» Exercise prompt
Go through the data below and gather each line containing "struct".

» Entries shown
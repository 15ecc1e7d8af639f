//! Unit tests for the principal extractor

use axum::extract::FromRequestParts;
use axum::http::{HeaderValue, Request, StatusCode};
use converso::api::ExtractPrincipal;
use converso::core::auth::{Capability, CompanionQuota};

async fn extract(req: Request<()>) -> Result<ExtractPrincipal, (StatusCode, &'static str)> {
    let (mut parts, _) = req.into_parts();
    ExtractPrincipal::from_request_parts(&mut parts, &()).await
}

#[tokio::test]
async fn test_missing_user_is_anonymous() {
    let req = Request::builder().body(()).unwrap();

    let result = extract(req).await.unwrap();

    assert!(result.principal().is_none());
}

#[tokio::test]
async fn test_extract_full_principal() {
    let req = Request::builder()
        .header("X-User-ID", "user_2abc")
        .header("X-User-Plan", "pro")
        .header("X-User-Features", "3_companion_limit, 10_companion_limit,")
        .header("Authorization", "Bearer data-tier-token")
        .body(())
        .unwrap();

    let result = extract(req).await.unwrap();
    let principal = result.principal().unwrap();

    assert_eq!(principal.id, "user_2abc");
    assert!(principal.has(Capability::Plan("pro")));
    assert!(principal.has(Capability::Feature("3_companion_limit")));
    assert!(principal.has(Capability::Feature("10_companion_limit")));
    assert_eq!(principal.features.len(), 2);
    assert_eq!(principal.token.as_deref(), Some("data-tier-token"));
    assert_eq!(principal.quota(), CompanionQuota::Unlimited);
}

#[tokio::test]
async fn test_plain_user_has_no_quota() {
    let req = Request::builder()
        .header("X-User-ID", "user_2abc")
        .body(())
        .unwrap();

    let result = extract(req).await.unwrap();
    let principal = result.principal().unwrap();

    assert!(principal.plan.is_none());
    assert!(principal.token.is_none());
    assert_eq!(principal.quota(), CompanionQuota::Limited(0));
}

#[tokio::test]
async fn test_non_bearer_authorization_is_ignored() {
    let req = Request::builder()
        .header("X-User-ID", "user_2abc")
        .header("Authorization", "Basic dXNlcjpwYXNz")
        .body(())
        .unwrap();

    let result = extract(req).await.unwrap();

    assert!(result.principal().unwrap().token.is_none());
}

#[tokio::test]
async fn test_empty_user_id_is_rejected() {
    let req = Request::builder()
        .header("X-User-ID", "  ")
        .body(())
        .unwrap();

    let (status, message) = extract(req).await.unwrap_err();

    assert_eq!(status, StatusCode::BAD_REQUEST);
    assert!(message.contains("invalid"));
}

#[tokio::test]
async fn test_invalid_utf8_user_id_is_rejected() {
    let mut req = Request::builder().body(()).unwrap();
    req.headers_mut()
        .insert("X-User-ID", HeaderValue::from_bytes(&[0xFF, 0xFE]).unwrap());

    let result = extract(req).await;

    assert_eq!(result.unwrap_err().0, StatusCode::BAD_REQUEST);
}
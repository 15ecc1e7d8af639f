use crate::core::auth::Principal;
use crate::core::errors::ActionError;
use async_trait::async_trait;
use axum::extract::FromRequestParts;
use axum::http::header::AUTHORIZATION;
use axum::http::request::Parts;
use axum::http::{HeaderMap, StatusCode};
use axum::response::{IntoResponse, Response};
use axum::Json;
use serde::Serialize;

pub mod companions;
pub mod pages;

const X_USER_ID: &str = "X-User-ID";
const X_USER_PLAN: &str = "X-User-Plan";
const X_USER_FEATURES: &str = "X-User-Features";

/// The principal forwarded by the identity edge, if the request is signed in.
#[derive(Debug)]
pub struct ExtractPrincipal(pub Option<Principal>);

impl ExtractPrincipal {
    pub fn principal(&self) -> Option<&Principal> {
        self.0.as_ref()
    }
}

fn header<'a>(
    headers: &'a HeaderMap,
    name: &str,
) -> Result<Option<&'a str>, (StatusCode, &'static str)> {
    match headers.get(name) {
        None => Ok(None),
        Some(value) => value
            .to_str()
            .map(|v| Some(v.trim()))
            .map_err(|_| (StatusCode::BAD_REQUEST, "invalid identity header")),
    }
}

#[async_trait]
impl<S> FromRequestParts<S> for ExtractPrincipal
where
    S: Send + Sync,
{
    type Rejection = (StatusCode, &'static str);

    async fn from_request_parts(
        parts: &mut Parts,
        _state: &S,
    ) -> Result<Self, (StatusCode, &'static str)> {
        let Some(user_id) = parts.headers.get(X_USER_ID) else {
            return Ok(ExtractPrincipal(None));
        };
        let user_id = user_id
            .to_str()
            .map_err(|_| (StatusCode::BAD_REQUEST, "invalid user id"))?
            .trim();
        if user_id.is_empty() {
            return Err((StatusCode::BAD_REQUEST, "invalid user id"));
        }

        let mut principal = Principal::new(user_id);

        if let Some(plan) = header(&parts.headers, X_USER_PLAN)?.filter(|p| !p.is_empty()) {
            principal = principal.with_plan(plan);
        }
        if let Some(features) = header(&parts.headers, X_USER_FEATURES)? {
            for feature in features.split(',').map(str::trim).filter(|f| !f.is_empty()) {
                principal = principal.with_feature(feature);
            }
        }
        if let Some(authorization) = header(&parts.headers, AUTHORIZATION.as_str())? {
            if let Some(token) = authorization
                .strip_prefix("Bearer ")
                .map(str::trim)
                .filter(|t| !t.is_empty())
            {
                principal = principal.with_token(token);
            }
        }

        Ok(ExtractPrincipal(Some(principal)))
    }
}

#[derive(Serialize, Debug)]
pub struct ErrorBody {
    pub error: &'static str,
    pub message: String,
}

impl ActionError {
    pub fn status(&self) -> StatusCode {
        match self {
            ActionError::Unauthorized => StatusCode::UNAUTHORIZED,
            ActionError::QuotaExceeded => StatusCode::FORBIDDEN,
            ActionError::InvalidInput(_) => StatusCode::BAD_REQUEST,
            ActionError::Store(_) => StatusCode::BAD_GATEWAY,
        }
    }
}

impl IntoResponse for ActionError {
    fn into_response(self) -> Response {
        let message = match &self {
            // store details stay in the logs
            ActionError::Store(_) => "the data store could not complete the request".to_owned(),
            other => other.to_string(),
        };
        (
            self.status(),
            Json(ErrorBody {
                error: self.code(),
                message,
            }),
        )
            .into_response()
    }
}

» Solution below
pub struct ExtractPrincipal(pub Option<Principal>);
pub struct ErrorBody {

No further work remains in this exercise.